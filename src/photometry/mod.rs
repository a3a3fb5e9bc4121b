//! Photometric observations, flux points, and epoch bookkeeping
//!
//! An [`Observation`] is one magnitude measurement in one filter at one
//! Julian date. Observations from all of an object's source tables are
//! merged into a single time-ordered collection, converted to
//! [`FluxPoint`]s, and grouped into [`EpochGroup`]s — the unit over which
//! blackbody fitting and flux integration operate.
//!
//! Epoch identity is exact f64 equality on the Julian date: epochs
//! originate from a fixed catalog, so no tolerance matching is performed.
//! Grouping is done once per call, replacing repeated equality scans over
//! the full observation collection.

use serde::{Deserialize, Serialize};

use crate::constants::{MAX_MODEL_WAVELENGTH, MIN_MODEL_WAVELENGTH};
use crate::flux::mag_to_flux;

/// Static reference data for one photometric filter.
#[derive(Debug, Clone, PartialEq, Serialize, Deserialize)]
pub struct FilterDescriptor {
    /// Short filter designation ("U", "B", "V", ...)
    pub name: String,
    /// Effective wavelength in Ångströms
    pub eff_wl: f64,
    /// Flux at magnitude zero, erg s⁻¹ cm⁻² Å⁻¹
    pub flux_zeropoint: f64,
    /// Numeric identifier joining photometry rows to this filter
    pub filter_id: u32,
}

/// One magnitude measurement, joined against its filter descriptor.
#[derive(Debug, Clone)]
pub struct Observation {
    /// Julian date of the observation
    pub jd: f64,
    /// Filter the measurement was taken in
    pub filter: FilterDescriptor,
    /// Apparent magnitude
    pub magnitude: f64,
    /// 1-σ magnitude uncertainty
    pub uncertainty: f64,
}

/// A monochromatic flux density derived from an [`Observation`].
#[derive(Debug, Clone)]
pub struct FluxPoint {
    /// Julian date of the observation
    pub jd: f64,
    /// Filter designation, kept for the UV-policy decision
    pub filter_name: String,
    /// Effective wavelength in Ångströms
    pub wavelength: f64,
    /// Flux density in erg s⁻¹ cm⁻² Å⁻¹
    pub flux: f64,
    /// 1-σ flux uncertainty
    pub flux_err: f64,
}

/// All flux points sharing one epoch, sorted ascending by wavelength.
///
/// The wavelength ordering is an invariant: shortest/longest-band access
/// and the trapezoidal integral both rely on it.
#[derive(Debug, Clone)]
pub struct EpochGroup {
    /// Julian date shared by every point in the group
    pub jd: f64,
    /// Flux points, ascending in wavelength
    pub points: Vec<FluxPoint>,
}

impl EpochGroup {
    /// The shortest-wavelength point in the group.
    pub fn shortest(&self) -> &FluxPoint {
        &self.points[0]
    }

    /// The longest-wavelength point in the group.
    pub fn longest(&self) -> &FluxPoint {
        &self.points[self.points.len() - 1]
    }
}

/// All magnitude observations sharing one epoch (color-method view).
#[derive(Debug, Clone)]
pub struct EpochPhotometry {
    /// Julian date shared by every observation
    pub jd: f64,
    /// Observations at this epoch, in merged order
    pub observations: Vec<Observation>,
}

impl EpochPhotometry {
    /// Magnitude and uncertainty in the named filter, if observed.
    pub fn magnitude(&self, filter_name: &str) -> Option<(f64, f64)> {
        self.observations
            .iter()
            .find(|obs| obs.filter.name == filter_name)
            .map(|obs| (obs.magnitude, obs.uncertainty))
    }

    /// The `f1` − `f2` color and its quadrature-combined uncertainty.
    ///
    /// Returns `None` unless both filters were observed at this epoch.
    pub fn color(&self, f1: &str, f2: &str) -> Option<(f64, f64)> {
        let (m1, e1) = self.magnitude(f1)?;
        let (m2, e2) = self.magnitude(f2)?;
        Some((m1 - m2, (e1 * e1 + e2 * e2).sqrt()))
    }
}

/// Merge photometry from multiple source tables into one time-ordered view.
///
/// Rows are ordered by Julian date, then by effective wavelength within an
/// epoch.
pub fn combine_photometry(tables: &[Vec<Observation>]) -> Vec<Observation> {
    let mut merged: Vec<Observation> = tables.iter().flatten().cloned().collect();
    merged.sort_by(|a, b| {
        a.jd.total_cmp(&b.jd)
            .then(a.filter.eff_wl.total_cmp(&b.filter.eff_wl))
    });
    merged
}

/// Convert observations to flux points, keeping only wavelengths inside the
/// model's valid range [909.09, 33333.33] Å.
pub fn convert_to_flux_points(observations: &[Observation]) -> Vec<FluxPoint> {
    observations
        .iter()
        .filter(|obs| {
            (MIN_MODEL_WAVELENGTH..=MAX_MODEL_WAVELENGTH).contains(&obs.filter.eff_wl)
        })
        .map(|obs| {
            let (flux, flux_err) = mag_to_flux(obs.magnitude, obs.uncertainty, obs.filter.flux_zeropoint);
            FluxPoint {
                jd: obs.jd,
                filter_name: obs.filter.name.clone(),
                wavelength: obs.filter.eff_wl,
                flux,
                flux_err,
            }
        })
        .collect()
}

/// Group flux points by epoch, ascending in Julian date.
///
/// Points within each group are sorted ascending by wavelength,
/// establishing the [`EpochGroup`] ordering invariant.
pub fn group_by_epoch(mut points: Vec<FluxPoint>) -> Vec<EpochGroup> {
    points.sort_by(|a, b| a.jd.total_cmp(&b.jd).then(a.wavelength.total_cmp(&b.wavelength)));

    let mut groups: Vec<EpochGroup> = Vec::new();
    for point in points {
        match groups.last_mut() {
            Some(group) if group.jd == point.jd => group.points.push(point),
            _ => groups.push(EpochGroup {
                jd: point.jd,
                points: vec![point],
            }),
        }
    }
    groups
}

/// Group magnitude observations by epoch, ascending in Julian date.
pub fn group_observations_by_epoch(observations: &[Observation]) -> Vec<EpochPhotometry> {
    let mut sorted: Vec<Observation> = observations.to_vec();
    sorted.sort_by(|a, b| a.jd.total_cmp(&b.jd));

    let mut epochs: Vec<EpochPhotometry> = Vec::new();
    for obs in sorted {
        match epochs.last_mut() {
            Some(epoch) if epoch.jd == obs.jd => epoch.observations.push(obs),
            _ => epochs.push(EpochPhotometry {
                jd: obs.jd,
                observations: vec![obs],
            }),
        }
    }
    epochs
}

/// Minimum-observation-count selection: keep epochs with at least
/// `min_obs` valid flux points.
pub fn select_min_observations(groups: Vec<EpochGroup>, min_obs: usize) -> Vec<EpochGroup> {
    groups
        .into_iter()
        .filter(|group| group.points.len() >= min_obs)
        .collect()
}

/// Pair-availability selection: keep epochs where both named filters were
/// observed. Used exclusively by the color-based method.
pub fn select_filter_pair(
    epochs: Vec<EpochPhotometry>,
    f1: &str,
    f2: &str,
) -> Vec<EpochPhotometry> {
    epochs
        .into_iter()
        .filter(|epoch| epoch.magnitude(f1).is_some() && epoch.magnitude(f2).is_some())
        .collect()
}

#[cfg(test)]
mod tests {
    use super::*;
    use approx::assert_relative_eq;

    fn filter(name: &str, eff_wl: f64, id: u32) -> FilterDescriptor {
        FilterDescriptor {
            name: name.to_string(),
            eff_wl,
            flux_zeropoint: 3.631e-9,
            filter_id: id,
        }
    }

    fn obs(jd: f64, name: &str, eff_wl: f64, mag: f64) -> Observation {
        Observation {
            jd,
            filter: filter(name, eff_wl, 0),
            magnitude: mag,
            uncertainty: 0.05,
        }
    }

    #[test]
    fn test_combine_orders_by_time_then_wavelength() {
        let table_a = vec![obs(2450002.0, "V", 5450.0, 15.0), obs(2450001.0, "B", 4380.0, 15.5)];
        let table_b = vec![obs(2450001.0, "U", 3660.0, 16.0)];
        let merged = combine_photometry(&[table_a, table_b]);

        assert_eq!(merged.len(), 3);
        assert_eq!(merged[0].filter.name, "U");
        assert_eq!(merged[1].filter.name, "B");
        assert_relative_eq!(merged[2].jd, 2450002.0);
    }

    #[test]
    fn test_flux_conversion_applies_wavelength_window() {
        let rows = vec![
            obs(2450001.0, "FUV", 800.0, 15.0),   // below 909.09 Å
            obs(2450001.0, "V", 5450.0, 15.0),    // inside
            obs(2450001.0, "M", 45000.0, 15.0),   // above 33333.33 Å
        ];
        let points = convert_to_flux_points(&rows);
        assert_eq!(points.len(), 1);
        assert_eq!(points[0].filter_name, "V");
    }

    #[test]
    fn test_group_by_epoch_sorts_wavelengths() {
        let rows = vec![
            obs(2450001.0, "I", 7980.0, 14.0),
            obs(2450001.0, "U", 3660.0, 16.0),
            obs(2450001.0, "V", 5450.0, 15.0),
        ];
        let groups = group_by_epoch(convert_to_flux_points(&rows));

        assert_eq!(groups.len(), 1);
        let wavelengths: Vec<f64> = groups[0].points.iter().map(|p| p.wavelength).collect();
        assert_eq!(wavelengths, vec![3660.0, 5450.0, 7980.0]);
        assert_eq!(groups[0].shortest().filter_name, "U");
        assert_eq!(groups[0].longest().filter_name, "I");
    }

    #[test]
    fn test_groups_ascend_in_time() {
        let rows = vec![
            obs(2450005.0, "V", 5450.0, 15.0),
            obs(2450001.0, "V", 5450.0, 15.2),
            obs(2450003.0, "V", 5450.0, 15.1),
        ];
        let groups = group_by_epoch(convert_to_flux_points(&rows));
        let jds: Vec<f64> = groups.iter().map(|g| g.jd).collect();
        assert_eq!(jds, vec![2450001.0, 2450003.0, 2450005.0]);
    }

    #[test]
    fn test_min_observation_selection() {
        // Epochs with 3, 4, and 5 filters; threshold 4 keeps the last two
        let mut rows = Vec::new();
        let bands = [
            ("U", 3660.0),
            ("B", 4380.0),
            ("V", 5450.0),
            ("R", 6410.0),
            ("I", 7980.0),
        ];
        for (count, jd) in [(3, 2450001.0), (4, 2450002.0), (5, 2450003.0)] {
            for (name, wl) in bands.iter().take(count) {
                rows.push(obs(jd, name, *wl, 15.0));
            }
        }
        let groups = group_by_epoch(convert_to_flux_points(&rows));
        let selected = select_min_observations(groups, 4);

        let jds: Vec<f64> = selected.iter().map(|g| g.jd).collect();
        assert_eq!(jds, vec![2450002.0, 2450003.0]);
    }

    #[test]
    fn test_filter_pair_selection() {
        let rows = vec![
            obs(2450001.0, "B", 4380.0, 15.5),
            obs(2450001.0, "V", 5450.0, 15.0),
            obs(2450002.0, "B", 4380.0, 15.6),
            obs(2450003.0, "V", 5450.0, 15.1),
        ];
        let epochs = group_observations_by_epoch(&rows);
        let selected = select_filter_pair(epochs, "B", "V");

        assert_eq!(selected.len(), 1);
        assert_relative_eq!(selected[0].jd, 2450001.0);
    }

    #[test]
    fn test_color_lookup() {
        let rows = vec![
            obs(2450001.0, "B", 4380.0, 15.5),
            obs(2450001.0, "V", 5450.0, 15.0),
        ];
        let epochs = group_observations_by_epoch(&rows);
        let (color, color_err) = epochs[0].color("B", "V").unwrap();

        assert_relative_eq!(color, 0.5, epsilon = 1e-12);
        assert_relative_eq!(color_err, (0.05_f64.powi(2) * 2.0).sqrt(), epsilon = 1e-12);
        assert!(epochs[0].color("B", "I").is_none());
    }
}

_ _ _ _

WHAT THE TASK ASKS – How many lines of the material contain the string "count"? Answer with the number and nothing else.

ANSWER SPACE – 3